Australia has already taken this step, and New Zealand is the other country considering it. Australia was sued by several tobacco companies but ultimately, the Australian Supreme Court upheld the law. Tobacco companies are fighting New Zealand’s law, too, so Ireland can be assured that if they try a similar law, they will be taken to court.

(I’m guessing that because of the First Amendment, a similar law would likely not be upheld in the U.S.)

At this point, the legislation has passed the Irish Cabinet. Leading the cause in Ireland is Dr. James Reilly, the Irish Minister of Health and an ardent tobacco opponent. He wants to get the Irish smoking rate under 5 percent by 2025 (currently, it is at 22 percent).
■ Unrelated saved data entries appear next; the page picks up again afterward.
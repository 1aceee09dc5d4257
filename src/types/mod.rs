//! Shared Types Module
//!
//! Records held by the pool registry and returned to callers.

pub mod pool;
pub mod receipt;
pub mod staker;

// Re-exports for convenience
pub use pool::{Pool, PoolSnapshot};
pub use receipt::{TransferReceipt, WithdrawReceipt};
pub use staker::{StakerDetail, StakerId};
//! Pool Registry
//!
//! Owns every pool aggregate together with its staker ledger and runs the
//! three mutating operations against them.
//!
//! Each pool sits behind its own mutex. The lock is held for the whole of
//! one operation: admission check, vault balance read, share math, the
//! external transfer and the counter commit. Operations on different pools
//! never contend. Counter updates are computed with checked arithmetic before
//! the transfer is issued and committed only after it succeeds, so a failure
//! at any step leaves the pool exactly as it was.

use std::collections::HashMap;
use std::sync::Arc;
use tokio::sync::{Mutex, RwLock};

use solana_sdk::pubkey::Pubkey;
use solana_sdk::signature::{Keypair, Signer};

use crate::authority::VaultAuthority;
use crate::common::{
    generate_correlation_id, log_deposit_event, log_pool_event, log_security_event,
    log_withdrawal_event, Constraint, Result, StakingConfig, StakingError,
};
use crate::identity::{IdentityVerifier, Intent, OwnerProof, SignatureVerifier};
use crate::ledger::StakerLedger;
use crate::registry::math::{self, Counters};
use crate::transfer::{TransferAuthorization, TransferRequest, TransferService};
use crate::types::{Pool, PoolSnapshot, StakerDetail, StakerId, WithdrawReceipt};

/// A pool and its positions, guarded together
#[derive(Debug)]
struct PoolEntry {
    pool: Pool,
    ledger: StakerLedger,
}

impl PoolEntry {
    fn counters(&self) -> Counters {
        Counters {
            stakers_count: self.pool.stakers_count,
            total_staked: self.pool.total_staked,
            total_shares: self.pool.total_shares,
        }
    }

    fn commit(&mut self, counters: Counters) {
        self.pool.stakers_count = counters.stakers_count;
        self.pool.total_staked = counters.total_staked;
        self.pool.total_shares = counters.total_shares;
        self.pool.touch();
    }
}

/// Pool registry service
pub struct PoolRegistry {
    config: StakingConfig,

    /// Pools by id, each behind its own lock
    pools: RwLock<HashMap<Pubkey, Arc<Mutex<PoolEntry>>>>,

    /// Token transfer boundary
    transfers: Arc<dyn TransferService>,

    /// Caller identity check
    verifier: Arc<dyn IdentityVerifier>,
}
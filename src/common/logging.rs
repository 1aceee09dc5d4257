//! Structured Logging for the Staking Pool
//!
//! Pool, deposit, withdrawal and security events are emitted as JSON payloads
//! on dedicated `tracing` targets so they can be filtered independently:
//!
//! - `stakepool::pool`
//! - `stakepool::deposit`
//! - `stakepool::withdraw`
//! - `stakepool::security`

use serde::Serialize;
use tracing::Level;
use tracing_subscriber::{
    fmt::{self, format::FmtSpan},
    layer::SubscriberExt,
    util::SubscriberInitExt,
    EnvFilter,
};

// ============================================================================
// Log Levels
// ============================================================================

/// Application log level
#[derive(Debug, Clone, Copy, PartialEq, Eq)]
pub enum LogLevel {
    Trace,
    Debug,
    Info,
    Warn,
    Error,
}

impl From<LogLevel> for Level {
    fn from(level: LogLevel) -> Self {
        match level {
            LogLevel::Trace => Level::TRACE,
            LogLevel::Debug => Level::DEBUG,
            LogLevel::Info => Level::INFO,
            LogLevel::Warn => Level::WARN,
            LogLevel::Error => Level::ERROR,
        }
    }
}

impl From<&str> for LogLevel {
    fn from(s: &str) -> Self {
        match s.to_lowercase().as_str() {
            "trace" => LogLevel::Trace,
            "debug" => LogLevel::Debug,
            "info" => LogLevel::Info,
            "warn" | "warning" => LogLevel::Warn,
            "error" => LogLevel::Error,
            _ => LogLevel::Info,
        }
    }
}

// ============================================================================
// Structured Event Types
// ============================================================================

/// Event categories for structured logging
#[derive(Debug, Clone, Copy, Serialize)]
#[serde(rename_all = "snake_case")]
pub enum EventCategory {
    /// Pool creation
    Pool,
    /// Deposit events
    Deposit,
    /// Withdrawal events
    Withdrawal,
    /// Authorization and ownership failures
    Security,
}

/// Structured log event
#[derive(Debug, Serialize)]
pub struct LogEvent {
    /// Event timestamp (ISO 8601)
    pub timestamp: String,
    pub level: String,
    pub category: EventCategory,
    pub message: String,
    #[serde(skip_serializing_if = "Option::is_none")]
    pub correlation_id: Option<String>,
    #[serde(skip_serializing_if = "Option::is_none")]
    pub data: Option<serde_json::Value>,
    #[serde(skip_serializing_if = "Option::is_none")]
    pub error: Option<ErrorDetails>,
}

/// Error details for failed operations
#[derive(Debug, Serialize)]
pub struct ErrorDetails {
    pub code: String,
    pub message: String,
}

impl LogEvent {
    pub fn new(level: LogLevel, category: EventCategory, message: impl Into<String>) -> Self {
        Self {
            timestamp: chrono::Utc::now().to_rfc3339(),
            level: format!("{:?}", level).to_uppercase(),
            category,
            message: message.into(),
            correlation_id: None,
            data: None,
            error: None,
        }
    }

    pub fn with_correlation_id(mut self, id: impl Into<String>) -> Self {
        self.correlation_id = Some(id.into());
        self
    }

    pub fn with_data(mut self, data: serde_json::Value) -> Self {
        self.data = Some(data);
        self
    }

    pub fn with_error(mut self, code: impl Into<String>, message: impl Into<String>) -> Self {
        self.error = Some(ErrorDetails {
            code: code.into(),
            message: message.into(),
        });
        self
    }

    pub fn to_json(&self) -> String {
        serde_json::to_string(self).unwrap_or_else(|_| {
            format!(
                "{{\"error\": \"failed to serialize log\", \"message\": \"{}\"}}",
                self.message
            )
        })
    }
}

// ============================================================================
// Event Logging
// ============================================================================

/// Log pool creation
pub fn log_pool_event(
    event_type: &str,
    correlation_id: &str,
    pool_id: &str,
    mint: &str,
    vault: &str,
) {
    let event = pool_event(event_type, correlation_id, pool_id, mint, vault);
    tracing::info!(target: "stakepool::pool", "{}", event.to_json());
}

fn pool_event(
    event_type: &str,
    correlation_id: &str,
    pool_id: &str,
    mint: &str,
    vault: &str,
) -> LogEvent {
    LogEvent::new(LogLevel::Info, EventCategory::Pool, event_type)
        .with_correlation_id(correlation_id)
        .with_data(serde_json::json!({
            "pool_id": pool_id,
            "mint": mint,
            "vault": vault
        }))
}

/// Log a deposit outcome
pub fn log_deposit_event(
    correlation_id: &str,
    pool_id: &str,
    owner: &str,
    amount: u64,
    shares: u64,
    error: Option<(&str, &str)>,
) {
    let success = error.is_none();
    let level = if success { LogLevel::Info } else { LogLevel::Error };
    let mut event = LogEvent::new(level, EventCategory::Deposit, "deposit")
        .with_correlation_id(correlation_id)
        .with_data(serde_json::json!({
            "pool_id": pool_id,
            "owner": owner,
            "amount": amount,
            "shares": shares,
            "success": success
        }));

    if let Some((code, message)) = error {
        event = event.with_error(code, message);
    }

    if success {
        tracing::info!(target: "stakepool::deposit", "{}", event.to_json());
    } else {
        tracing::error!(target: "stakepool::deposit", "{}", event.to_json());
    }
}

/// Log a withdrawal outcome
pub fn log_withdrawal_event(
    correlation_id: &str,
    pool_id: &str,
    staker_id: &str,
    payout: u64,
    shares: u64,
    error: Option<(&str, &str)>,
) {
    let success = error.is_none();
    let level = if success { LogLevel::Info } else { LogLevel::Error };
    let mut event = LogEvent::new(level, EventCategory::Withdrawal, "withdraw")
        .with_correlation_id(correlation_id)
        .with_data(serde_json::json!({
            "pool_id": pool_id,
            "staker_id": staker_id,
            "payout": payout,
            "shares": shares,
            "success": success
        }));

    if let Some((code, message)) = error {
        event = event.with_error(code, message);
    }

    if success {
        tracing::info!(target: "stakepool::withdraw", "{}", event.to_json());
    } else {
        tracing::error!(target: "stakepool::withdraw", "{}", event.to_json());
    }
}

/// Log a rejected authorization or ownership check
pub fn log_security_event(event_type: &str, details: serde_json::Value, correlation_id: &str) {
    let event = LogEvent::new(LogLevel::Warn, EventCategory::Security, event_type)
        .with_correlation_id(correlation_id)
        .with_data(details);

    tracing::warn!(target: "stakepool::security", "{}", event.to_json());
}

// ============================================================================
// Initialization
// ============================================================================

/// Initialize the logging system
///
/// `RUST_LOG` takes precedence over `level` when set.
pub fn init_logging(level: LogLevel, json_format: bool) -> Result<(), LoggingError> {
    let filter = EnvFilter::try_from_default_env().unwrap_or_else(|_| {
        EnvFilter::new(format!(
            "stakepool={}",
            Level::from(level).as_str().to_lowercase()
        ))
    });

    if json_format {
        tracing_subscriber::registry()
            .with(filter)
            .with(
                fmt::layer()
                    .json()
                    .with_target(true)
                    .with_thread_ids(true)
                    .with_span_events(FmtSpan::CLOSE),
            )
            .try_init()
            .map_err(|e| LoggingError::InitFailed(e.to_string()))?;
    } else {
        tracing_subscriber::registry()
            .with(filter)
            .with(
                fmt::layer()
                    .pretty()
                    .with_target(true)
                    .with_file(true)
                    .with_line_number(true),
            )
            .try_init()
            .map_err(|e| LoggingError::InitFailed(e.to_string()))?;
    }

    Ok(())
}

/// Initialize logging from StakingConfig
pub fn init_from_config(config: &super::config::StakingConfig) -> Result<(), LoggingError> {
    init_logging(LogLevel::from(config.log_level.as_str()), config.json_logs)
}

/// Logging errors
#[derive(Debug, thiserror::Error)]
pub enum LoggingError {
    #[error("failed to initialize logging: {0}")]
    InitFailed(String),
}

/// Generate a correlation ID tying together the log lines of one operation
pub fn generate_correlation_id() -> String {
    format!(
        "{:x}-{:04x}",
        chrono::Utc::now().timestamp_micros() & 0xFFFF_FFFF,
        rand::random::<u16>()
    )
}

#[cfg(test)]
mod tests {
    use super::*;

    #[test]
    fn test_log_event_serialization() {
        let event = LogEvent::new(LogLevel::Warn, EventCategory::Security, "owner_mismatch")
            .with_correlation_id("test-123")
            .with_data(serde_json::json!({"pool_id": "abc"}))
            .with_error("OWNER_MISMATCH", "caller is not the owner");

        let json = event.to_json();
        assert!(json.contains("owner_mismatch"));
        assert!(json.contains("test-123"));
        assert!(json.contains("\"category\":\"security\""));
        assert!(json.contains("OWNER_MISMATCH"));
    }

    #[test]
    fn test_pool_event_carries_operation_correlation_id() {
        let json = pool_event("pool_initialized", "op-42", "pool-1", "mint-1", "vault-1").to_json();
        assert!(json.contains("\"correlation_id\":\"op-42\""));
        assert!(json.contains("pool-1"));
        assert!(json.contains("\"category\":\"pool\""));
    }

    #[test]
    fn test_log_level_maps_to_tracing_level() {
        assert_eq!(Level::from(LogLevel::Warn), Level::WARN);
        assert_eq!(Level::from(LogLevel::Trace).as_str().to_lowercase(), "trace");
    }

    #[test]
    fn test_log_level_parsing() {
        assert_eq!(LogLevel::from("debug"), LogLevel::Debug);
        assert_eq!(LogLevel::from("INFO"), LogLevel::Info);
        assert_eq!(LogLevel::from("warning"), LogLevel::Warn);
        assert_eq!(LogLevel::from("unknown"), LogLevel::Info);
    }

    #[test]
    fn test_correlation_id_generation() {
        let id = generate_correlation_id();
        assert!(id.contains('-'));
        assert!(!id.is_empty());
    }

    #[test]
    fn test_init_twice_fails_cleanly() {
        let config = crate::common::StakingConfig::default();
        // Another test may have installed a global subscriber first.
        let _ = init_from_config(&config);
        assert!(init_logging(LogLevel::Debug, false).is_err());
    }
}
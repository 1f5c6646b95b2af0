//! Auto-save bookkeeping for room persistence.
//!
//! Tracks which rooms have unsaved changes and when each was last saved, so
//! a background task can save every room whose interval has elapsed.

use crate::storage::Storage;
use std::collections::{HashMap, HashSet};
use std::sync::Arc;
use std::time::{Duration, Instant};

/// Default auto-save interval in seconds.
pub const DEFAULT_AUTOSAVE_INTERVAL_SECS: u64 = 30;

/// Manages periodic persistence of room snapshots.
pub struct AutoSaveManager<S: Storage + ?Sized> {
    /// Storage backend.
    storage: Arc<S>,
    /// Auto-save interval.
    interval: Duration,
    /// Last save time per room.
    last_save: HashMap<String, Instant>,
    /// Rooms with unsaved changes.
    dirty: HashSet<String>,
}

impl<S: Storage + ?Sized> AutoSaveManager<S> {
    /// Create a new auto-save manager with the given storage backend.
    pub fn new(storage: Arc<S>) -> Self {
        Self {
            storage,
            interval: Duration::from_secs(DEFAULT_AUTOSAVE_INTERVAL_SECS),
            last_save: HashMap::new(),
            dirty: HashSet::new(),
        }
    }

    pub fn with_interval(mut self, interval: Duration) -> Self {
        self.interval = interval;
        self
    }

    /// Get the auto-save interval.
    pub fn interval(&self) -> Duration {
        self.interval
    }

    /// Mark a room as having unsaved changes.
    pub fn mark_dirty(&mut self, room: &str) {
        if !self.dirty.contains(room) {
            self.dirty.insert(room.to_string());
        }
    }

    /// Check if a room has unsaved changes.
    pub fn is_dirty(&self, room: &str) -> bool {
        self.dirty.contains(room)
    }

    pub fn dirty_count(&self) -> usize {
        self.dirty.len()
    }

    /// Check if a room is dirty and its interval has elapsed.
    pub fn should_save(&self, room: &str, now: Instant) -> bool {
        if !self.dirty.contains(room) {
            return false;
        }
        match self.last_save.get(room) {
            Some(last) => now.saturating_duration_since(*last) >= self.interval,
            None => true,
        }
    }

    /// Dirty rooms whose interval has elapsed, sorted by id.
    pub fn due(&self, now: Instant) -> Vec<String> {
        let mut rooms: Vec<String> = self
            .dirty
            .iter()
            .filter(|room| self.should_save(room, now))
            .cloned()
            .collect();
        rooms.sort();
        rooms
    }

    /// Clear the dirty flag of a room about to be saved. Returns whether it
    /// was set. Changes made after this call mark the room dirty again.
    pub fn take_dirty(&mut self, room: &str) -> bool {
        self.dirty.remove(room)
    }

    /// Record a completed save of `room`.
    pub fn record_saved(&mut self, room: &str, now: Instant) {
        self.last_save.insert(room.to_string(), now);
    }

    /// Forget all bookkeeping for a room.
    pub fn forget(&mut self, room: &str) {
        self.dirty.remove(room);
        self.last_save.remove(room);
    }

    /// Get a reference to the storage backend.
    pub fn storage(&self) -> &Arc<S> {
        &self.storage
    }
}

#[cfg(test)]
mod tests {
    use super::*;
    use crate::storage::{block_on, MemoryStorage};

    fn manager() -> AutoSaveManager<MemoryStorage> {
        AutoSaveManager::new(Arc::new(MemoryStorage::new())).with_interval(Duration::from_secs(30))
    }

    #[test]
    fn test_autosave_manager_creation() {
        let manager = manager();
        assert_eq!(manager.dirty_count(), 0);
        assert!(!manager.should_save("room", Instant::now()));
        assert_eq!(manager.interval(), Duration::from_secs(30));
    }

    #[test]
    fn test_never_saved_dirty_room_is_due() {
        let mut manager = manager();
        manager.mark_dirty("room");
        manager.mark_dirty("room");
        assert_eq!(manager.dirty_count(), 1);
        assert_eq!(manager.due(Instant::now()), vec!["room".to_string()]);
    }

    #[test]
    fn test_due_respects_interval() {
        let mut manager = manager();
        let start = Instant::now();
        manager.mark_dirty("a");
        assert!(manager.take_dirty("a"));
        manager.record_saved("a", start);
        assert!(!manager.is_dirty("a"));

        manager.mark_dirty("a");
        manager.mark_dirty("b");
        assert_eq!(manager.due(start + Duration::from_secs(10)), vec!["b".to_string()]);
        assert_eq!(
            manager.due(start + Duration::from_secs(30)),
            vec!["a".to_string(), "b".to_string()]
        );
    }

    #[test]
    fn test_change_during_save_stays_dirty() {
        let mut manager = manager();
        let now = Instant::now();
        manager.mark_dirty("room");
        assert!(manager.take_dirty("room"));
        assert!(!manager.take_dirty("room"));

        // Accepted while the snapshot was being written.
        manager.mark_dirty("room");
        manager.record_saved("room", now);
        assert!(manager.is_dirty("room"));
        assert!(manager.should_save("room", now + Duration::from_secs(30)));
    }

    #[test]
    fn test_dyn_storage() {
        let storage: Arc<dyn Storage> = Arc::new(MemoryStorage::new());
        let manager = AutoSaveManager::new(storage.clone());
        block_on(manager.storage().save("room", b"x")).unwrap();
        assert!(block_on(storage.exists("room")).unwrap());
    }

    #[test]
    fn test_forget() {
        let mut manager = manager();
        manager.mark_dirty("room");
        manager.forget("room");
        assert!(manager.due(Instant::now()).is_empty());
    }
}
The thought behind the plain packaging is that each cigarette package is a miniature advertisement for their product. If you remove the packaging logos, then you will no longer have ubiquitous advertising for that product every time someone remove a pack of cigarettes out of their pocket.

Not an outrageous concept, because really, what cigarette company do you think of when you see this to the left? logo_marlboro-box_usa-1 See you already know what the brand is, even without the brand name in the logo. The logo has become that recognizable.

Dr. Reilly says:

The introduction of standardised packaging will remove the final way for tobacco companies to promote their deadly product in Ireland. Cigarette packets will no longer be a mobile advertisement for the tobacco industry.”

British American Tobacco, obviously opposed, responds that there’s no evidence plain packaging would lower smoking rates and that it would just play into the hands of black marketeers, who could sell any tobacco product in any box, without anyone knowing the wiser:

“There is no credible evidence that plain packaging will work in terms of stopping children taking up smoking or encouraging current smokers to quit,” the firm said.

“Instead, Minister Reilly’s plain packaging bill will simply play into the hands of the criminals who are ready and waiting to supply people, regardless of their age, with cheap tobacco products.”

I have no idea if removing branding will decrease smoking and is an effective tactic toward combating smoking. Somewhat on the fence on this, but I find it an interesting debate.